Lima, Keadilan Sosial Bagi Seluruh Rakyat Indonesia.
Presiden RI:
Nggih pun, dua orang lulus. Silakan ambil sepeda. ‘Mpun, monggo. Enggak tahu sepedanya ada ndak? Oh ada, ada, ada, ada. Kadang-kadang terlanjur memberi hadiah, sepedanya enggak ada. Nggih, ambil, sudah. Ini sepeda mahal lo ya, jangan dipikir sepeda murah, karena ada capnya niki, cap ‘Hadiah Presiden Jokowi’. Niku, sing marakke larang niku.

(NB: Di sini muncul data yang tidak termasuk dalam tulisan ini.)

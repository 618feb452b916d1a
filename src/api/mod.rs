use crate::error::EstimateError;
use crate::models::{HealthStatus, ModelInfo};
use crate::AppState;
use axum::{
    extract::{Path, State},
    http::StatusCode,
    response::{IntoResponse, Json, Response},
    routing::get,
    Router,
};
use serde::{Deserialize, Serialize};
use std::collections::HashMap;
use tower::ServiceBuilder;
use tower_http::cors::CorsLayer;
use tower_http::trace::TraceLayer;

#[derive(Debug, Serialize, Deserialize)]
pub struct ApiResponse<T> {
    pub success: bool,
    pub data: Option<T>,
    pub message: String,
}

impl<T> ApiResponse<T> {
    pub fn success(data: T) -> Self {
        Self {
            success: true,
            data: Some(data),
            message: "Success".to_string(),
        }
    }

    pub fn error(message: String) -> Self {
        Self {
            success: false,
            data: None,
            message,
        }
    }
}

impl IntoResponse for EstimateError {
    fn into_response(self) -> Response {
        let status = self.status_code();
        let message = if self.is_client_error() || status == StatusCode::SERVICE_UNAVAILABLE {
            self.to_string()
        } else {
            "Internal error".to_string()
        };
        (status, Json(ApiResponse::<()>::error(message))).into_response()
    }
}

/// `GET /estimateForAnonymous/{toItemID}/{itemID1(=value1)}/{itemID2(=value2)}/...`
///
/// Responds with the estimate as plain text.
async fn estimate_for_anonymous(
    State(state): State<AppState>,
    Path((to_item_id, item_ids)): Path<(String, String)>,
) -> Result<String, EstimateError> {
    let tokens: Vec<&str> = item_ids.split('/').filter(|s| !s.is_empty()).collect();
    if tokens.is_empty() {
        return Err(EstimateError::MissingObservations);
    }
    let estimate = state
        .serving_service
        .estimate_for_anonymous(&to_item_id, &tokens)?;
    Ok(estimate.to_string())
}

async fn health_check(State(state): State<AppState>) -> Json<ApiResponse<HealthStatus>> {
    Json(ApiResponse::success(state.serving_service.health()))
}

async fn model_info(State(state): State<AppState>) -> Result<Json<ApiResponse<ModelInfo>>, EstimateError> {
    let model = state.model_store.current()?;
    Ok(Json(ApiResponse::success(model.info())))
}

async fn serving_stats(State(state): State<AppState>) -> Json<ApiResponse<HashMap<String, u64>>> {
    Json(ApiResponse::success(state.serving_service.serving_stats()))
}

pub fn create_router(state: AppState) -> Router {
    Router::new()
        .route("/health", get(health_check))
        .route("/stats", get(serving_stats))
        .route("/model", get(model_info))
        .route(
            "/estimateForAnonymous/:to_item_id/*item_ids",
            get(estimate_for_anonymous),
        )
        .layer(
            ServiceBuilder::new()
                .layer(TraceLayer::new_for_http())
                .layer(CorsLayer::permissive()),
        )
        .with_state(state)
}
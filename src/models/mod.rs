use serde::{Deserialize, Serialize};
use std::collections::HashMap;

/// One (item, weight) interaction supplied for an anonymous user.
#[derive(Debug, Clone, PartialEq)]
pub struct Observation {
    pub item_id: String,
    pub value: f64,
}

impl Observation {
    pub fn new(item_id: impl Into<String>, value: f64) -> Self {
        Self {
            item_id: item_id.into(),
            value,
        }
    }
}

/// On-disk layout of a serving model.
#[derive(Debug, Clone, Serialize, Deserialize)]
pub struct ModelFile {
    pub features: usize,
    #[serde(default)]
    pub implicit: Option<bool>,
    pub items: HashMap<String, Vec<f32>>,
}

#[derive(Debug, Clone, Serialize, Deserialize)]
pub struct HealthStatus {
    pub status: String,
    pub model_loaded: bool,
    pub features: Option<usize>,
}

#[derive(Debug, Clone, Serialize, Deserialize)]
pub struct ModelInfo {
    pub features: usize,
    pub implicit: bool,
    pub num_items: usize,
    pub loaded_at: chrono::DateTime<chrono::Utc>,
}
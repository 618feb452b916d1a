use crate::error::{EstimateError, Result};
use crate::models::Observation;

/// Weight given to an observation that names an item without `=value`.
pub const DEFAULT_OBSERVATION_VALUE: f64 = 1.0;

/// Parses a single `itemID` or `itemID=value` token.
///
/// The token is split at the first `=`. Everything after it must parse as a
/// finite float; surrounding whitespace around the number is tolerated.
pub fn parse_observation(token: &str) -> Result<Observation> {
    match token.split_once('=') {
        None => Ok(Observation::new(token, DEFAULT_OBSERVATION_VALUE)),
        Some((item_id, raw_value)) => {
            let malformed = || EstimateError::MalformedObservation {
                token: token.to_string(),
            };
            let value = raw_value.trim().parse::<f64>().map_err(|_| malformed())?;
            if !value.is_finite() {
                return Err(malformed());
            }
            Ok(Observation::new(item_id, value))
        }
    }
}

/// Parses every token in order. The first malformed token fails the whole batch.
pub fn parse_observations<I, S>(tokens: I) -> Result<Vec<Observation>>
where
    I: IntoIterator<Item = S>,
    S: AsRef<str>,
{
    tokens
        .into_iter()
        .map(|token| parse_observation(token.as_ref()))
        .collect()
}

Apalagi itu? Oh ini, ini juga ada. Waduh sudah dapat sepeda, dapat foto lagi, niki. Ini yang namanya bekerja cepat, baru duduk di sini enggak ada lima menit, fotonya sudah jadi. Ini, yo. Sekarang apa-apa memang kerja harus cepat, kalau kerja mboten cepat ditinggal negara lain nanti kita. Ini Bu, Bu Sri. Nggih.
Sriyani Pawitri:
Terima kasih, Pak.
Presiden RI:
Nggih. Sakniki tinggal Bapak. Kenalken nami, nama siapa?
Sujito:
Nama saya Sujito.
Presiden RI:
Nama?
Sujito:
Nama saya Sujito.
Presiden RI:
Sugito?
Sujito:
Sujito.
Presiden RI:
Sugito?
Sujito:
Suji…
Presiden RI:
Oh, Sujito. Pak Sujito, saking pundi Pak?
Sujito:
Bengan, Mangunsari, Sawangan.
Presiden RI:
Bengan.
Sujito:
Mangunsari.
Presiden RI:
Mangunsari.
Sujito:
Sawangan.
Presiden RI:
Sawangan, kecamatan nggih?
Sujito:
Nggih.
Presiden RI:
Kecamatan Sawangan, Magelang nggih.
Sujito:
Iya.
Presiden RI:
Sawangan teng mriki pinten menit nggih?
Sujito:
Nggih sak jam.
Presiden RI:
Sak jam, nggih, nggih, nggih, nggih, nggih. Nggih, sekarang pertanyaan saya, niki mau diagem teng bank mboten?
Sujito:
Mboten.
Presiden RI:
Mboten.
Sujito:
Pun disimpan riyen.
Presiden RI:
Disimpan riyen.
Sujito:
Nggih.
Presiden RI:
Nggih.
Sujito:
Menawi betah nggih ajeng kulo padosaken.
Presiden RI:
Mboten, kok yen betah ajeng kulo…? Nggih, nggih, nggih, mboten nopo-nopo, wong niki hak panjenengan kok. Kalau betah ajeng diagem nopo?
Sujito:
Kagem pertanian.
Presiden RI:
Oh pertanian, nggih, nggih, nggih, nggih, nggih, nggih. Pun, panjenengan hafal Pancasila mboten?
Sujito:
Nggih, gatul-gatul.
Presiden RI:
Gatul-gatul? Nggih, boleh gatul-gatul. Gatul-gatul, nggih, nanti saya bantu.
Pancasila.
Sujito:
Pancasila. Pancasila.
Presiden RI:
Satu,
Sujito:
Satu, Ketuhanan Yang Maha Esa.
Presiden RI:
Betul. Dua, Kemanusiaan…
Sujito:
Dua, Kemanusiaan yang Adil dan Beradab.
Presiden RI:
Betul, dua. Tiga, Persatuan…
Sujito:
Tiga, Persatuan dan…
Presiden RI:
Persatuan Indonesia.
Sujito:
Indonesia.
Presiden RI:
Betul, tiga. Empat, Kerakyatan…
Sujito:
Empat, Kerakyatan yang Dipimpin oleh Hikmat Kebijaksanaan dalam Permusyawaratan Perwakilan.
Presiden RI:
Nggih. Lima, Keadilan….
Sujito:
Keadilan Sosial Bagi Seluruh Rakyat Indonesia.
Presiden RI:
Nggih, pun. Pak Sujito nggih, juga dapat sama. Nggih pundi? Dapat sepeda juga pun, nggih pun. Niki-niki foto riyen. Niki panjenengan nggih, niki kulo. Nggih, ini fotonya. Nggih pun, nggih. Meniko sepedane. Atos-atos. Nggih, Anjlok.
Sepedane kagem menopo, Mbah Jito?
Nggih, Bapak/Ibu sekalian yang saya hormati,
Sekali lagi sertifikat sudah selesai dan nanti akan dilanjutkan untuk tetangga dan kanan-kiri Bapak-Ibu sekalian yang belum pegang sertifikat. Karena memang dalam lima tahun ke depan kita harapkan yang ada di Kabupaten Magelang ini telah bisa kita selesaikan.
Saya rasa itu yang bisa saya sampaikan pada kesempatan yang baik ini.
Terima kasih.
Saya tutup.
Wassalamualaikum Warahmatulahi Wabarakatuh.